• [Records for the exercise]:
++++++++++++++++++++

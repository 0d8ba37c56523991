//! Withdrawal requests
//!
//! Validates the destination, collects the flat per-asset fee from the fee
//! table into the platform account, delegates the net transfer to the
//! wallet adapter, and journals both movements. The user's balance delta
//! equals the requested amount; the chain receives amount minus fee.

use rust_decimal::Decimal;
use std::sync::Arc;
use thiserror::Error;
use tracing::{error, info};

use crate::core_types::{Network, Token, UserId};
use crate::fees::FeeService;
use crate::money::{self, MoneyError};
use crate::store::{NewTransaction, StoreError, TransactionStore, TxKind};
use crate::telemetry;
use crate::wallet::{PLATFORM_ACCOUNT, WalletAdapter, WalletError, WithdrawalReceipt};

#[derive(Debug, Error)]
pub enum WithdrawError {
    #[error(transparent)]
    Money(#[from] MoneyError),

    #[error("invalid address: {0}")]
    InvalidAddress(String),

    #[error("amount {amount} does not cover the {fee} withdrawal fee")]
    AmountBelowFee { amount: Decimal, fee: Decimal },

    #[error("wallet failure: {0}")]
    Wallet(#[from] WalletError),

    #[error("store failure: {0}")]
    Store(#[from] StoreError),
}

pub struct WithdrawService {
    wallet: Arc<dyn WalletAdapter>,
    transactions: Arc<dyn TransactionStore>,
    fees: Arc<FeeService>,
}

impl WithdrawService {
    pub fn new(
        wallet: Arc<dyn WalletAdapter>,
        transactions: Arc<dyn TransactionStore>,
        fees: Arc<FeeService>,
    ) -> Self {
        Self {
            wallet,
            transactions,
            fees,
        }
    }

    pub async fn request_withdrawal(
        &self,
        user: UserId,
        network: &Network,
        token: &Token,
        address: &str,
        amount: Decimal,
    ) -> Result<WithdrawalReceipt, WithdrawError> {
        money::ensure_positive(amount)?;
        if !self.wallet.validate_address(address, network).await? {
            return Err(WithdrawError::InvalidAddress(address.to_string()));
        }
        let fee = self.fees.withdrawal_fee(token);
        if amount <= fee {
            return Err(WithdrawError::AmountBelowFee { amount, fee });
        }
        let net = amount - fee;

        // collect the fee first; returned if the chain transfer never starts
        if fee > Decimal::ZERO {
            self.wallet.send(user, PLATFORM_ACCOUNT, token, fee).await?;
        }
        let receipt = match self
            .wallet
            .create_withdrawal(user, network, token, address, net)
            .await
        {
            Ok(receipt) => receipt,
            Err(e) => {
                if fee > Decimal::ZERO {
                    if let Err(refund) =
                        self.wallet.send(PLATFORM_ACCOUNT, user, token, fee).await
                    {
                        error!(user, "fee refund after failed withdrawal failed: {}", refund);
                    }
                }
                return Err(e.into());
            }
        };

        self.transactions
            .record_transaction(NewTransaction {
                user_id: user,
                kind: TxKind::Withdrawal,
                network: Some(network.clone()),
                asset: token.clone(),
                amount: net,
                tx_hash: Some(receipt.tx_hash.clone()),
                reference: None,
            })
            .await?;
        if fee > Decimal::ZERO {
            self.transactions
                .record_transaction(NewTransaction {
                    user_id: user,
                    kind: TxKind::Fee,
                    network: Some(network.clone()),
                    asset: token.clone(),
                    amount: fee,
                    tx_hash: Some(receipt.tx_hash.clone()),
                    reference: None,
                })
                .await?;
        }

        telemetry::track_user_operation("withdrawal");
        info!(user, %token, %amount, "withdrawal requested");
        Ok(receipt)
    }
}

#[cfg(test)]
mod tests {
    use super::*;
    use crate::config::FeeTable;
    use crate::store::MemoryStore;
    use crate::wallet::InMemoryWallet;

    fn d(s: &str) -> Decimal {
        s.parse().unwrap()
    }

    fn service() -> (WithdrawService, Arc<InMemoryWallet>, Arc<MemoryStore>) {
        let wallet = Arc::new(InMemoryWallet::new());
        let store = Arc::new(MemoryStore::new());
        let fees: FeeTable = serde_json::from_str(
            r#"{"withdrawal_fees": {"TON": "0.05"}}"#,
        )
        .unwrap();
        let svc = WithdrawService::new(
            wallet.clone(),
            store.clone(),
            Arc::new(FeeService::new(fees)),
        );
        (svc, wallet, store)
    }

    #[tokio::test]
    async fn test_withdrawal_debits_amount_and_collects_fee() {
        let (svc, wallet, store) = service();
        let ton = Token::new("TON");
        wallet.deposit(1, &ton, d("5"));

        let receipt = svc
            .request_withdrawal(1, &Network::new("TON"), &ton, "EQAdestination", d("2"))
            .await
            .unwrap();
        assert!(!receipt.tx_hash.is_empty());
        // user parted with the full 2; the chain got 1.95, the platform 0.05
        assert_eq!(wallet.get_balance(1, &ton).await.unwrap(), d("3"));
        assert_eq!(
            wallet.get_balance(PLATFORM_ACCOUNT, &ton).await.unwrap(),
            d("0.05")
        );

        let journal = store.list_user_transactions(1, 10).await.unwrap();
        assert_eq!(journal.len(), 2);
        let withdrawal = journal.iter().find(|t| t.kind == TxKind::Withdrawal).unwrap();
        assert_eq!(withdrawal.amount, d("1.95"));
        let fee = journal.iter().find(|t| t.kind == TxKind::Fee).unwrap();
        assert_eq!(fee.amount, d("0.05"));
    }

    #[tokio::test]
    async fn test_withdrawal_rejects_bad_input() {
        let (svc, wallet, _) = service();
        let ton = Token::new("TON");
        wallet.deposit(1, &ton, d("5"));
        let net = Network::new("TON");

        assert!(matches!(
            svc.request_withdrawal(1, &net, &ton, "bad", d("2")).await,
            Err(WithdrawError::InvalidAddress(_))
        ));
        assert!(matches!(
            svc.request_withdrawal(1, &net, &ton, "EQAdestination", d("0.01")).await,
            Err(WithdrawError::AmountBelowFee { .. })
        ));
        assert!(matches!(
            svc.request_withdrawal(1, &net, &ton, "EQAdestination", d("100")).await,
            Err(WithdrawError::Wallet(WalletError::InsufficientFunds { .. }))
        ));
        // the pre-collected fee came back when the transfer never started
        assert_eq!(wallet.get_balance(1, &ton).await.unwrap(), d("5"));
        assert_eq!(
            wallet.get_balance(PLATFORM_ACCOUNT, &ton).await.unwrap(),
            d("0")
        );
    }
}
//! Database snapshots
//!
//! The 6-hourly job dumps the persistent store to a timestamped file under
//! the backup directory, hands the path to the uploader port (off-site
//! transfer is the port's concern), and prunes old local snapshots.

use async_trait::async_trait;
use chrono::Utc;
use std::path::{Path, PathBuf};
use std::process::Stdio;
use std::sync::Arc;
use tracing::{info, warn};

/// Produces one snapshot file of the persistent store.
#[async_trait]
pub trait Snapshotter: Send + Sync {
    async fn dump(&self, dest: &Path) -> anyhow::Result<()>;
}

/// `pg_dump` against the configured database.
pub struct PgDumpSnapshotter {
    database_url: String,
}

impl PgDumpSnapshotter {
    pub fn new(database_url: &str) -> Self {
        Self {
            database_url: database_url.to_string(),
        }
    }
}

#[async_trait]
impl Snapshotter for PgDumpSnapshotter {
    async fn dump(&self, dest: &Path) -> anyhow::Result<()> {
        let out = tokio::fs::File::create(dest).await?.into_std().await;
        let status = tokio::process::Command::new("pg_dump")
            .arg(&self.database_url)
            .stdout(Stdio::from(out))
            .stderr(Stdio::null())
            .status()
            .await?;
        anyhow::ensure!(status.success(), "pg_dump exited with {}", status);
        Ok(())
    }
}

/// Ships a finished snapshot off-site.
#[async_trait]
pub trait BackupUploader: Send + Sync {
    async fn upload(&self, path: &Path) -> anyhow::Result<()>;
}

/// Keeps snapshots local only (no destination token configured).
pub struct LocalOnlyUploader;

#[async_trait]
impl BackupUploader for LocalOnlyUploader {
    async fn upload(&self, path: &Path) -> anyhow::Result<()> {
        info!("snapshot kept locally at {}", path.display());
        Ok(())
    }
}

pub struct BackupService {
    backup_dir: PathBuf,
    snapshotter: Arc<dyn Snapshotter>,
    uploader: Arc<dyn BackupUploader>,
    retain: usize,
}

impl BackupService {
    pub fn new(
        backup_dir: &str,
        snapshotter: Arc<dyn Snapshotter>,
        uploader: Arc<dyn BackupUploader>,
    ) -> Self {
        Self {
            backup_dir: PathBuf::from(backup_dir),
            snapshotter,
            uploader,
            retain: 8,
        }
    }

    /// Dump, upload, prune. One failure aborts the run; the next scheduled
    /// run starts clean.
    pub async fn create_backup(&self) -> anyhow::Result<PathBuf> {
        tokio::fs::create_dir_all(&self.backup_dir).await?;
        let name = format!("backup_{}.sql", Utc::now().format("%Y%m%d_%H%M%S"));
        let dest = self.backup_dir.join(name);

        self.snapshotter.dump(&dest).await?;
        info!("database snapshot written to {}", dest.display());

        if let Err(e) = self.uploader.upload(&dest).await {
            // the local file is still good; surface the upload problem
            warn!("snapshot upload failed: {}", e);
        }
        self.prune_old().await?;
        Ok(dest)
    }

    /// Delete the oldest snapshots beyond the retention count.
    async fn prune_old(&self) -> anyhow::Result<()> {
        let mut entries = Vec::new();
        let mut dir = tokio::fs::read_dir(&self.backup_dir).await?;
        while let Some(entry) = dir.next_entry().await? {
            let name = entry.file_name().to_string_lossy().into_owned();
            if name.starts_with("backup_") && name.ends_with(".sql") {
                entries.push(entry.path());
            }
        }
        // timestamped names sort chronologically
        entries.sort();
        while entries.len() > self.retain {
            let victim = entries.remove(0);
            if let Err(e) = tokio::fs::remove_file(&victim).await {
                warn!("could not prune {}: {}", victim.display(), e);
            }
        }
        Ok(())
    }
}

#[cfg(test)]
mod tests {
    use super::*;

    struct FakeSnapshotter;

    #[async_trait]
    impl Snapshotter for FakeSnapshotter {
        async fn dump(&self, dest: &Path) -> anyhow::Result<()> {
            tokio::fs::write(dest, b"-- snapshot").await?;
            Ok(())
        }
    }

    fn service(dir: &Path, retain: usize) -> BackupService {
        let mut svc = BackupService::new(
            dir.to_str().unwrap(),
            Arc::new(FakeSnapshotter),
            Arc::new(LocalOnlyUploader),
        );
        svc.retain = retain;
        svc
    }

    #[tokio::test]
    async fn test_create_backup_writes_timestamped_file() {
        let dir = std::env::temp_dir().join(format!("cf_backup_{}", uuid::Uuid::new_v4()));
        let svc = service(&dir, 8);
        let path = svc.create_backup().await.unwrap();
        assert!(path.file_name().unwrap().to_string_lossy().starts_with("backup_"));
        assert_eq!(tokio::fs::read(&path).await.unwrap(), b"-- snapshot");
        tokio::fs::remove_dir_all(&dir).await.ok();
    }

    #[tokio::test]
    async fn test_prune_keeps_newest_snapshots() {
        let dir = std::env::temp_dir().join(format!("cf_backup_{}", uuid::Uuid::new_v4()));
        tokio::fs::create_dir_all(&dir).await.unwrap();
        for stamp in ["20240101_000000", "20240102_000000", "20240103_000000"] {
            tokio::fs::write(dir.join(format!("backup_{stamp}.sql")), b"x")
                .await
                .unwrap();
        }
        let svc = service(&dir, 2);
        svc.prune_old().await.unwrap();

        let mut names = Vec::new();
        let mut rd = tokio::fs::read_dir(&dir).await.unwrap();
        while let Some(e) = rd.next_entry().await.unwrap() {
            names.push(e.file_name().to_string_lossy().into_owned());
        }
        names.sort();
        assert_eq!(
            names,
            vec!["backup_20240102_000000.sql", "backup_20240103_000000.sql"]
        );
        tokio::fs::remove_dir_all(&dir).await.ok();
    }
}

++++++++++++++++++++

Show me every line of the entries above that holds "UserId".

use crate::core_types::{Network, Token, UserId};
        user: UserId,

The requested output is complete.